Novel Food
Novel foods refer to food products or ingredients whose human consumption in the European Union was negligible before May 15, 1997. These products must comply with strict regulations to ensure their safety and conformity before being placed on the market.
Pharmanager Development, expert reconnu en réglementation Novel Food, vous accompagne dans toutes les étapes clés : de l’évaluation du statut réglementaire à la constitution de dossiers scientifiques complets, en passant par la gestion des soumissions auprès de la Commission Européenne. Grâce à notre base de données Phinn®, nous vous apportons une veille précise et des solutions adaptées à chaque projet.
Novel Food status assessment
We analyze the specifications of your ingredients and manufacturing processes to determine whether they fall under Novel Food status. This critical step allows for a quick feasibility assessment and helps structure an appropriate strategy.
Consultation with an EU Member State
We assist you in preparing and submitting a consultation dossier to an EU Member State. This process determines the Novel Food status of your product in accordance with Article 4 of Regulation (EU) No 2015/2283.
Preparation of Novel Food dossiers
We compile comprehensive scientific dossiers, including bibliographic research, toxicological evaluations, and exposure analyses for target populations. For traditional foods from third countries, we conduct in-depth studies to justify their safety.
Electronic submission to the European Commission
We handle the electronic submission of your dossier to the European Commission and monitor the evaluation process, facilitating interactions with competent authorities.
Regulatory monitoring via Phinn®
With our Phinn® database, we help you anticipate regulatory changes and quickly integrate new updates from the Novel Food catalogue, ensuring continuous compliance for your products.
Pharmanager Development vous accompagne dans :
We assist you in the market launch of your Novel Foods. With our in-depth expertise, we guide you through all necessary steps to ensure the regulatory compliance of your products. We make sure your products meet the requirements of the competent authorities, facilitating their approval and market entry.

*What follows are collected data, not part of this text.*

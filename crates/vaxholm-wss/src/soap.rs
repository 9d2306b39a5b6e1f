#![forbid(unsafe_code)]

//! SOAP envelope helpers: version detection and `wsse:Security` header
//! lookup by actor (SOAP 1.1) or role (SOAP 1.2).

use vaxholm_core::{ns, Error};
use vaxholm_xml::document::{child_element, child_elements, element_prefix, is_element};

/// SOAP protocol version, detected from the envelope namespace.
#[derive(Debug, Clone, Copy, PartialEq, Eq)]
pub enum SoapVersion {
    Soap11,
    Soap12,
}

impl SoapVersion {
    pub fn namespace(&self) -> &'static str {
        match self {
            Self::Soap11 => ns::SOAP11,
            Self::Soap12 => ns::SOAP12,
        }
    }

    pub fn from_namespace(uri: &str) -> Option<Self> {
        match uri {
            ns::SOAP11 => Some(Self::Soap11),
            ns::SOAP12 => Some(Self::Soap12),
            _ => None,
        }
    }

    /// Local name of the header-targeting attribute.
    pub fn actor_attribute(&self) -> &'static str {
        match self {
            Self::Soap11 => ns::attr::ACTOR,
            Self::Soap12 => ns::attr::ROLE,
        }
    }

    /// Lexical value for a true `mustUnderstand`.
    pub fn must_understand_true(&self) -> &'static str {
        match self {
            Self::Soap11 => "1",
            Self::Soap12 => "true",
        }
    }
}

/// The structural parts of a SOAP envelope.
#[derive(Debug, Clone, Copy)]
pub struct Envelope<'a, 'input> {
    pub version: SoapVersion,
    pub envelope: roxmltree::Node<'a, 'input>,
    pub header: Option<roxmltree::Node<'a, 'input>>,
    pub body: roxmltree::Node<'a, 'input>,
}

impl<'a, 'input> Envelope<'a, 'input> {
    /// Recognize a SOAP envelope. Fails with [`Error::NotSoap`] when the
    /// root is not an `Envelope` or it has no `Body`.
    pub fn from_document(doc: &'a roxmltree::Document<'input>) -> Result<Self, Error> {
        let root = doc.root_element();
        let version = root
            .tag_name()
            .namespace()
            .and_then(SoapVersion::from_namespace)
            .filter(|_| root.tag_name().name() == ns::node::ENVELOPE)
            .ok_or_else(|| {
                Error::NotSoap(format!("root element is <{}>", root.tag_name().name()))
            })?;
        let soap_ns = version.namespace();
        let body = child_element(root, soap_ns, ns::node::BODY)
            .ok_or_else(|| Error::NotSoap("envelope has no Body".into()))?;
        Ok(Self {
            version,
            envelope: root,
            header: child_element(root, soap_ns, ns::node::HEADER),
            body,
        })
    }

    /// The envelope's own prefix (empty for a default namespace).
    pub fn prefix(&self) -> &'input str {
        element_prefix(self.envelope)
    }

    /// The `Security` header addressed to `actor` (`None` = un-targeted).
    pub fn security_header(&self, actor: Option<&str>) -> Option<roxmltree::Node<'a, 'input>> {
        self.security_headers()
            .into_iter()
            .find(|h| header_actor(*h, self.version) == actor)
    }

    /// All `Security` headers, in document order.
    pub fn security_headers(&self) -> Vec<roxmltree::Node<'a, 'input>> {
        self.header
            .map(|h| child_elements(h, ns::WSSE, ns::node::SECURITY))
            .unwrap_or_default()
    }
}

/// Parse `text` and check it is SOAP. Non-XML input is also `NotSoap`.
pub fn parse_envelope(text: &str) -> Result<roxmltree::Document<'_>, Error> {
    let doc = vaxholm_xml::parse(text).map_err(|e| Error::NotSoap(e.to_string()))?;
    Envelope::from_document(&doc)?;
    Ok(doc)
}

/// The actor/role a header block is addressed to.
pub fn header_actor<'a>(header: roxmltree::Node<'a, '_>, version: SoapVersion) -> Option<&'a str> {
    header
        .attribute((version.namespace(), version.actor_attribute()))
        .filter(|a| !a.is_empty())
}

/// Whether a header block carries a true `mustUnderstand`.
pub fn must_understand(node: roxmltree::Node<'_, '_>, version: SoapVersion) -> bool {
    matches!(
        node.attribute((version.namespace(), ns::attr::MUST_UNDERSTAND)),
        Some("1") | Some("true")
    )
}

/// True when `node` is a SOAP `Body` of either version.
pub fn is_body(node: roxmltree::Node<'_, '_>) -> bool {
    is_element(node, ns::SOAP11, ns::node::BODY) || is_element(node, ns::SOAP12, ns::node::BODY)
}

#[cfg(test)]
mod tests {
    use super::*;

    const SOAP11_MSG: &str = r#"<soap:Envelope xmlns:soap="http://schemas.xmlsoap.org/soap/envelope/"><soap:Header><wsse:Security xmlns:wsse="http://docs.oasis-open.org/wss/2004/01/oasis-200401-wss-wssecurity-secext-1.0.xsd" soap:actor="urn:a"/><wsse:Security xmlns:wsse="http://docs.oasis-open.org/wss/2004/01/oasis-200401-wss-wssecurity-secext-1.0.xsd" soap:mustUnderstand="1"/></soap:Header><soap:Body/></soap:Envelope>"#;

    #[test]
    fn test_security_header_by_actor() {
        let doc = vaxholm_xml::parse(SOAP11_MSG).unwrap();
        let env = Envelope::from_document(&doc).unwrap();
        assert_eq!(env.version, SoapVersion::Soap11);
        assert_eq!(env.prefix(), "soap");
        assert_eq!(env.security_headers().len(), 2);

        let targeted = env.security_header(Some("urn:a")).unwrap();
        assert_eq!(header_actor(targeted, env.version), Some("urn:a"));
        let plain = env.security_header(None).unwrap();
        assert!(must_understand(plain, env.version));
        assert!(env.security_header(Some("urn:b")).is_none());
    }

    #[test]
    fn test_soap12_role() {
        let xml = r#"<e:Envelope xmlns:e="http://www.w3.org/2003/05/soap-envelope"><e:Header><s:Security xmlns:s="http://docs.oasis-open.org/wss/2004/01/oasis-200401-wss-wssecurity-secext-1.0.xsd" e:role="urn:r" e:mustUnderstand="true"/></e:Header><e:Body/></e:Envelope>"#;
        let doc = vaxholm_xml::parse(xml).unwrap();
        let env = Envelope::from_document(&doc).unwrap();
        assert_eq!(env.version, SoapVersion::Soap12);
        let header = env.security_header(Some("urn:r")).unwrap();
        assert!(must_understand(header, env.version));
    }

    #[test]
    fn test_not_soap() {
        assert!(matches!(parse_envelope("<a/>"), Err(Error::NotSoap(_))));
        assert!(matches!(parse_envelope("not xml"), Err(Error::NotSoap(_))));
        let no_body = r#"<s:Envelope xmlns:s="http://schemas.xmlsoap.org/soap/envelope/"><s:Header/></s:Envelope>"#;
        assert!(matches!(parse_envelope(no_body), Err(Error::NotSoap(_))));
    }
}
#![forbid(unsafe_code)]

//! AuthnRequest evaluator (SAML 2.0).
//!
//! Accepts a request over SOAP, HTTP-Redirect or HTTP-POST. For the HTTP
//! bindings the encoded request is read from the request HTTP facts of
//! the policy context, falling back to the message passed in.

use crate::binding::{decode_post, decode_redirect, SAML_REQUEST};
use crate::context::{ContextValue, PolicyContext};
use crate::message::{
    check_declared_version, check_signature, expect_protocol_element, protocol_element, publish_required,
    publish_signer,
};
use crate::name_id::{publish_unset, NameId};
use crate::status::{Evaluation, Step};
use crate::time::normalize_instant;
use crate::vars;
use crate::version::SamlVersion;
use tracing::debug;
use vaxholm_core::{ns, Error};
use vaxholm_xml::document::child_element;

/// How the AuthnRequest reached us.
#[derive(Debug, Clone, Copy, PartialEq, Eq, Default)]
pub enum AuthnRequestBinding {
    Soap,
    #[default]
    HttpRedirect,
    HttpPost,
}

impl std::str::FromStr for AuthnRequestBinding {
    type Err = Error;

    fn from_str(s: &str) -> Result<Self, Self::Err> {
        match s {
            "soap" => Ok(Self::Soap),
            "redirect" | "http-redirect" => Ok(Self::HttpRedirect),
            "post" | "http-post" => Ok(Self::HttpPost),
            other => Err(Error::Configuration(format!("unknown AuthnRequest binding: {other}"))),
        }
    }
}

#[derive(Debug, Clone)]
pub struct AuthnRequestEvaluatorConfig {
    pub binding: AuthnRequestBinding,
    pub require_issuer: bool,
    pub require_signature: bool,
    pub verify_signature: bool,
    pub require_acs_url: bool,
    pub require_acs_index: bool,
    pub require_attrcs_index: bool,
    pub require_protocol_binding: bool,
    pub require_provider_name: bool,
    pub variable_prefix: String,
}

impl Default for AuthnRequestEvaluatorConfig {
    fn default() -> Self {
        Self {
            binding: AuthnRequestBinding::default(),
            require_issuer: false,
            require_signature: false,
            verify_signature: false,
            require_acs_url: false,
            require_acs_index: false,
            require_attrcs_index: false,
            require_protocol_binding: false,
            require_provider_name: false,
            variable_prefix: vars::PREFIX_AUTHN_REQUEST.to_owned(),
        }
    }
}

impl AuthnRequestEvaluatorConfig {
    pub fn new(binding: AuthnRequestBinding) -> Self {
        Self {
            binding,
            ..Self::default()
        }
    }
}

/// Evaluates inbound `AuthnRequest` messages.
#[derive(Debug, Clone)]
pub struct AuthnRequestEvaluator {
    config: AuthnRequestEvaluatorConfig,
}

impl AuthnRequestEvaluator {
    pub fn new(config: AuthnRequestEvaluatorConfig) -> Result<Self, Error> {
        if !vars::is_valid_prefix(&config.variable_prefix) {
            return Err(Error::Configuration(format!(
                "invalid variable prefix: '{}'",
                config.variable_prefix
            )));
        }
        Ok(Self { config })
    }

    pub fn config(&self) -> &AuthnRequestEvaluatorConfig {
        &self.config
    }

    /// `message` is the SOAP envelope for [`AuthnRequestBinding::Soap`];
    /// for the HTTP bindings it is the query string or the `SAMLRequest`
    /// form value, used when the context carries no request HTTP facts.
    pub fn evaluate(&self, message: &str, ctx: &mut dyn PolicyContext) -> Evaluation {
        let xml = match self.inbound_xml(message, &*ctx) {
            Ok(xml) => xml,
            Err(evaluation) => return evaluation,
        };
        let doc = match vaxholm_xml::parse(&xml) {
            Ok(doc) => doc,
            Err(e) => return Evaluation::server_error(format!("message is not well-formed: {e}")),
        };
        match self.run(&doc, ctx) {
            Ok(()) => Evaluation::none(),
            Err(evaluation) => evaluation,
        }
    }

    fn inbound_xml(&self, message: &str, ctx: &dyn PolicyContext) -> Step<String> {
        let http = ctx.request_http();
        let decoded = match self.config.binding {
            AuthnRequestBinding::Soap => return Ok(message.to_owned()),
            AuthnRequestBinding::HttpRedirect => {
                let query = http.and_then(|h| h.query.as_deref()).unwrap_or(message);
                decode_redirect(query).map(|m| {
                    debug!(relay_state = m.relay_state.as_deref(), "decoded HTTP-Redirect AuthnRequest");
                    m.xml
                })
            }
            AuthnRequestBinding::HttpPost => {
                let value = match http {
                    Some(h) => h.form_param(SAML_REQUEST),
                    None => Some(message),
                };
                value
                    .ok_or_else(|| Error::MissingElement(format!("{SAML_REQUEST} form field")))
                    .and_then(decode_post)
            }
        };
        decoded.map_err(|e| Evaluation::falsified(format!("Unable to decode AuthnRequest: {e}")))
    }

    fn run(&self, doc: &roxmltree::Document<'_>, ctx: &mut dyn PolicyContext) -> Step<()> {
        let c = &self.config;
        let prefix = c.variable_prefix.as_str();
        let version = SamlVersion::Saml2;

        let request = protocol_element(doc, c.binding == AuthnRequestBinding::Soap)?;
        expect_protocol_element(request, version, ns::node::AUTHN_REQUEST)?;
        let declared_version = check_declared_version(request, version)?;

        let issuer = child_element(request, ns::SAML2, ns::node::ISSUER);
        if c.require_issuer && issuer.is_none() {
            return Err(Evaluation::falsified("Missing Issuer"));
        }
        let signer = check_signature(doc, request, c.require_signature, c.verify_signature)?;
        publish_signer(ctx, prefix, signer.as_ref());

        match issuer {
            Some(issuer) => NameId::read(issuer).publish(ctx, prefix, &vars::ISSUER_SUFFIXES, None),
            None => publish_unset(ctx, prefix, &vars::ISSUER_SUFFIXES),
        }
        publish_required(ctx, prefix, vars::ID, request.attribute(ns::attr::SAML2_ID), true, "ID")?;
        publish_required(ctx, prefix, vars::VERSION, declared_version.as_deref(), true, "Version")?;
        let issue_instant = request.attribute("IssueInstant").map(normalize_instant);
        publish_required(ctx, prefix, vars::ISSUE_INSTANT, issue_instant.as_deref(), true, "IssueInstant")?;
        publish_required(ctx, prefix, vars::CONSENT, request.attribute("Consent"), false, "Consent")?;
        publish_required(ctx, prefix, vars::DESTINATION, request.attribute("Destination"), false, "Destination")?;

        publish_required(
            ctx,
            prefix,
            vars::ACS_URL,
            request.attribute("AssertionConsumerServiceURL"),
            c.require_acs_url,
            "AssertionConsumerServiceURL",
        )?;
        publish_index(ctx, prefix, vars::ACS_INDEX, request, "AssertionConsumerServiceIndex", c.require_acs_index)?;
        publish_index(
            ctx,
            prefix,
            vars::ATTRCS_INDEX,
            request,
            "AttributeConsumingServiceIndex",
            c.require_attrcs_index,
        )?;
        publish_required(
            ctx,
            prefix,
            vars::PROTOCOL_BINDING,
            request.attribute("ProtocolBinding"),
            c.require_protocol_binding,
            "ProtocolBinding",
        )?;
        publish_required(
            ctx,
            prefix,
            vars::PROVIDER_NAME,
            request.attribute("ProviderName"),
            c.require_provider_name,
            "ProviderName",
        )?;
        publish_flag(ctx, prefix, vars::FORCE_AUTHN, request, "ForceAuthn")?;
        publish_flag(ctx, prefix, vars::IS_PASSIVE, request, "IsPassive")?;

        publish_subject(request, ctx, prefix);
        debug!(prefix, "AuthnRequest accepted");
        Ok(())
    }
}

/// An optional unsigned short index attribute, published as an integer.
fn publish_index(
    ctx: &mut dyn PolicyContext,
    prefix: &str,
    suffix: &str,
    request: roxmltree::Node<'_, '_>,
    attribute: &str,
    required: bool,
) -> Step<()> {
    let value = match request.attribute(attribute) {
        Some(raw) => Some(
            raw.trim()
                .parse::<u16>()
                .map_err(|_| Evaluation::falsified(format!("Invalid {attribute}: {raw}")))?,
        ),
        None => None,
    };
    ctx.set_variable(&vars::name(prefix, suffix), value.map(|v| ContextValue::Int(i64::from(v))));
    if required && value.is_none() {
        return Err(Evaluation::falsified(format!("Missing {attribute}")));
    }
    Ok(())
}

/// An `xsd:boolean` attribute; absent means false.
fn publish_flag(
    ctx: &mut dyn PolicyContext,
    prefix: &str,
    suffix: &str,
    request: roxmltree::Node<'_, '_>,
    attribute: &str,
) -> Step<()> {
    let value = match request.attribute(attribute).map(str::trim) {
        None | Some("false") | Some("0") => false,
        Some("true") | Some("1") => true,
        Some(other) => return Err(Evaluation::falsified(format!("Invalid {attribute}: {other}"))),
    };
    ctx.set_variable(&vars::name(prefix, suffix), Some(ContextValue::Bool(value)));
    Ok(())
}

/// The subject NameID when present. Otherwise the NameIDPolicy format and
/// SP name qualifier stand in for the subject's.
fn publish_subject(request: roxmltree::Node<'_, '_>, ctx: &mut dyn PolicyContext, prefix: &str) {
    let name_id = child_element(request, ns::SAML2, ns::node::SUBJECT)
        .and_then(|s| child_element(s, ns::SAML2, ns::node::NAME_ID))
        .map(NameId::read);
    if let Some(name_id) = name_id {
        name_id.publish(ctx, prefix, &vars::SUBJECT_SUFFIXES, None);
        return;
    }
    publish_unset(ctx, prefix, &vars::SUBJECT_SUFFIXES);
    if let Some(policy) = child_element(request, ns::SAMLP2, ns::node::NAME_ID_POLICY) {
        let text = |v: Option<&str>| v.map(ContextValue::text);
        ctx.set_variable(&vars::name(prefix, vars::SUBJECT_FORMAT), text(policy.attribute("Format")));
        ctx.set_variable(
            &vars::name(prefix, vars::SUBJECT_SP_NAME_QUALIFIER),
            text(policy.attribute("SPNameQualifier")),
        );
    }
}

#[cfg(test)]
mod tests {
    use super::*;
    use crate::binding::{encode_post, encode_redirect};
    use crate::context::{HttpFacts, SimplePolicyContext};
    use crate::status::AssertionStatus;

    const REQUEST: &str = r#"<samlp:AuthnRequest xmlns:samlp="urn:oasis:names:tc:SAML:2.0:protocol" xmlns:saml="urn:oasis:names:tc:SAML:2.0:assertion" ID="authn-1" Version="2.0" IssueInstant="2008-05-27T08:19:29Z" ProtocolBinding="urn:oasis:names:tc:SAML:2.0:bindings:HTTP-POST" AssertionConsumerServiceIndex="3" ForceAuthn="true"><saml:Issuer>https://sp.example.com</saml:Issuer><samlp:NameIDPolicy Format="urn:oasis:names:tc:SAML:2.0:nameid-format:persistent" AllowCreate="true"/></samlp:AuthnRequest>"#;

    fn evaluate(config: AuthnRequestEvaluatorConfig, ctx: &mut SimplePolicyContext, message: &str) -> Evaluation {
        AuthnRequestEvaluator::new(config).unwrap().evaluate(message, ctx)
    }

    #[test]
    fn test_redirect_binding() {
        let query = encode_redirect(REQUEST, Some("state")).unwrap();
        let mut ctx = SimplePolicyContext::new().with_request_http(HttpFacts::new("GET").with_query(&query));
        let evaluation = evaluate(AuthnRequestEvaluatorConfig::default(), &mut ctx, "");
        assert!(evaluation.is_none(), "{evaluation}");
        assert_eq!(ctx.text("authnRequest.id"), Some("authn-1"));
        assert_eq!(ctx.text("authnRequest.issueInstant"), Some("2008-05-27T08:19:29.000Z"));
        assert_eq!(ctx.text("authnRequest.issuer"), Some("https://sp.example.com"));
        assert_eq!(ctx.variable("authnRequest.acsIndex"), Some(&ContextValue::Int(3)));
        assert_eq!(ctx.variable("authnRequest.forceAuthn"), Some(&ContextValue::Bool(true)));
        assert_eq!(ctx.variable("authnRequest.isPassive"), Some(&ContextValue::Bool(false)));
        assert_eq!(
            ctx.text("authnRequest.subject.format"),
            Some("urn:oasis:names:tc:SAML:2.0:nameid-format:persistent")
        );
        assert!(ctx.is_set("authnRequest.acsUrl"));
        assert!(ctx.variable("authnRequest.acsUrl").is_none());
        assert!(ctx.variable("authnRequest.x509CertBase64").is_none());
    }

    #[test]
    fn test_post_binding() {
        let facts = HttpFacts::new("POST").with_form_field(SAML_REQUEST, &encode_post(REQUEST));
        let mut ctx = SimplePolicyContext::new().with_request_http(facts);
        let evaluation = evaluate(AuthnRequestEvaluatorConfig::new(AuthnRequestBinding::HttpPost), &mut ctx, "");
        assert!(evaluation.is_none(), "{evaluation}");
        assert_eq!(
            ctx.text("authnRequest.protocolBinding"),
            Some("urn:oasis:names:tc:SAML:2.0:bindings:HTTP-POST")
        );
    }

    #[test]
    fn test_undecodable_input_is_falsified() {
        let mut ctx = SimplePolicyContext::new().with_request_http(HttpFacts::new("GET").with_query("SAMLRequest=%%%"));
        let evaluation = evaluate(AuthnRequestEvaluatorConfig::default(), &mut ctx, "");
        assert_eq!(evaluation.status, AssertionStatus::Falsified);

        let mut ctx = SimplePolicyContext::new().with_request_http(HttpFacts::new("POST"));
        let evaluation = evaluate(AuthnRequestEvaluatorConfig::new(AuthnRequestBinding::HttpPost), &mut ctx, "");
        assert_eq!(evaluation.status, AssertionStatus::Falsified);
    }

    #[test]
    fn test_required_attributes() {
        let mut config = AuthnRequestEvaluatorConfig::new(AuthnRequestBinding::HttpPost);
        config.require_acs_url = true;
        let mut ctx = SimplePolicyContext::new();
        let evaluation = evaluate(config, &mut ctx, &encode_post(REQUEST));
        assert_eq!(evaluation, Evaluation::falsified("Missing AssertionConsumerServiceURL"));

        let without_instant = REQUEST.replace(r#" IssueInstant="2008-05-27T08:19:29Z""#, "");
        let mut ctx = SimplePolicyContext::new();
        let evaluation = evaluate(
            AuthnRequestEvaluatorConfig::new(AuthnRequestBinding::HttpPost),
            &mut ctx,
            &encode_post(&without_instant),
        );
        assert_eq!(evaluation, Evaluation::falsified("Missing IssueInstant"));
    }

    #[test]
    fn test_soap_binding() {
        let message = format!(
            r#"<S:Envelope xmlns:S="http://www.w3.org/2003/05/soap-envelope"><S:Body>{REQUEST}</S:Body></S:Envelope>"#
        );
        let mut ctx = SimplePolicyContext::new();
        let evaluation = evaluate(AuthnRequestEvaluatorConfig::new(AuthnRequestBinding::Soap), &mut ctx, &message);
        assert!(evaluation.is_none(), "{evaluation}");

        let mut ctx = SimplePolicyContext::new();
        let evaluation = evaluate(AuthnRequestEvaluatorConfig::new(AuthnRequestBinding::Soap), &mut ctx, REQUEST);
        assert_eq!(evaluation.status, AssertionStatus::Failed);
    }

    #[test]
    fn test_bad_flag_value() {
        let bad = REQUEST.replace(r#"ForceAuthn="true""#, r#"ForceAuthn="yes""#);
        let mut ctx = SimplePolicyContext::new();
        let evaluation = evaluate(
            AuthnRequestEvaluatorConfig::new(AuthnRequestBinding::HttpPost),
            &mut ctx,
            &encode_post(&bad),
        );
        assert_eq!(evaluation, Evaluation::falsified("Invalid ForceAuthn: yes"));
    }
}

Our approach includes evaluating the regulatory requirements specific to your products, preparing the necessary dossiers, and analyzing and validating claims and labeling. By working with us, you maximize your chances of success by ensuring your products comply with regulatory standards while optimizing their market positioning.
Our answers to your questions
Can you conduct Novel Food assessments?
Yes, Pharmanager Development evaluates whether your product falls under Novel Food status by analyzing its history of use, composition, and manufacturing process. This assessment helps anticipate necessary procedures and ensures regulatory compliance.
What are the criteria for a product to be considered Novel Food?
The Novel Food status depends on its history of use, ingredient specifications, and manufacturing processes. A scientific assessment is essential to confirm this status.
How to obtain Novel Food authorization?
A comprehensive scientific dossier must be submitted to the European Commission, including safety evidence, bibliographic research, and toxicological analyses.
Why seek expert support for Novel Foods?
Working with an expert ensures strategic guidance, reduced processing time, and higher chances of obtaining fast approval.